use serde::{Deserialize, Serialize};

#[derive(Debug, Clone, PartialEq, Serialize, Deserialize)]
pub struct HealthDef {
  /// Consecutive failed sweeps before a service raises an alert.
  #[serde(default = "default_failure_threshold")]
  pub failure_threshold: u32,
  /// Remediation is skipped entirely when false.
  #[serde(default = "default_remediate")]
  pub remediate: bool,
}

impl Default for HealthDef {
  fn default() -> Self {
    Self {
      failure_threshold: default_failure_threshold(),
      remediate: default_remediate(),
    }
  }
}

fn default_failure_threshold() -> u32 {
  3
}

fn default_remediate() -> bool {
  true
}
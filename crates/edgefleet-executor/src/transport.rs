use async_trait::async_trait;
use bytes::Bytes;
use edgefleet_registry::Node;

use crate::request::{HttpProbe, Identity, RemoteCommand};

/// Captured output of a remote command that ran to completion.
#[derive(Debug, Clone, PartialEq, Eq)]
pub struct CommandOutput {
  pub exit_code: i32,
  pub stdout: Bytes,
  pub stderr: String,
}

#[derive(Debug, Clone, PartialEq, Eq)]
pub struct HttpResponse {
  pub status: u16,
  pub body: Bytes,
}

/// Failures below the level of "the command ran and exited".
#[derive(Debug, Clone, PartialEq, Eq, thiserror::Error)]
pub enum TransportError {
  #[error("authentication rejected: {0}")]
  Auth(String),

  #[error("connection failed: {0}")]
  Connect(String),

  /// The transport's own connect or read timeout fired.
  #[error("timed out: {0}")]
  Timeout(String),

  #[error("{0}")]
  Other(String),
}

/// The wire layer under the executor.
///
/// Implementations must release the underlying connection or session when the
/// returned future is dropped; the executor drops it at the deadline.
#[async_trait]
pub trait Transport: Send + Sync {
  /// Run a command on the node and wait for it to exit.
  async fn exec(
    &self,
    node: &Node,
    identity: Option<&Identity>,
    command: &RemoteCommand,
  ) -> Result<CommandOutput, TransportError>;

  /// Issue an HTTP request against the node.
  async fn http(&self, node: &Node, probe: &HttpProbe) -> Result<HttpResponse, TransportError>;
}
___
## REQUIRED ACTION
For each line above that includes the word "struct", make a copy of that line.

## TASK RESPONSE
pub struct HealthDef {
pub struct CommandOutput {
pub struct HttpResponse {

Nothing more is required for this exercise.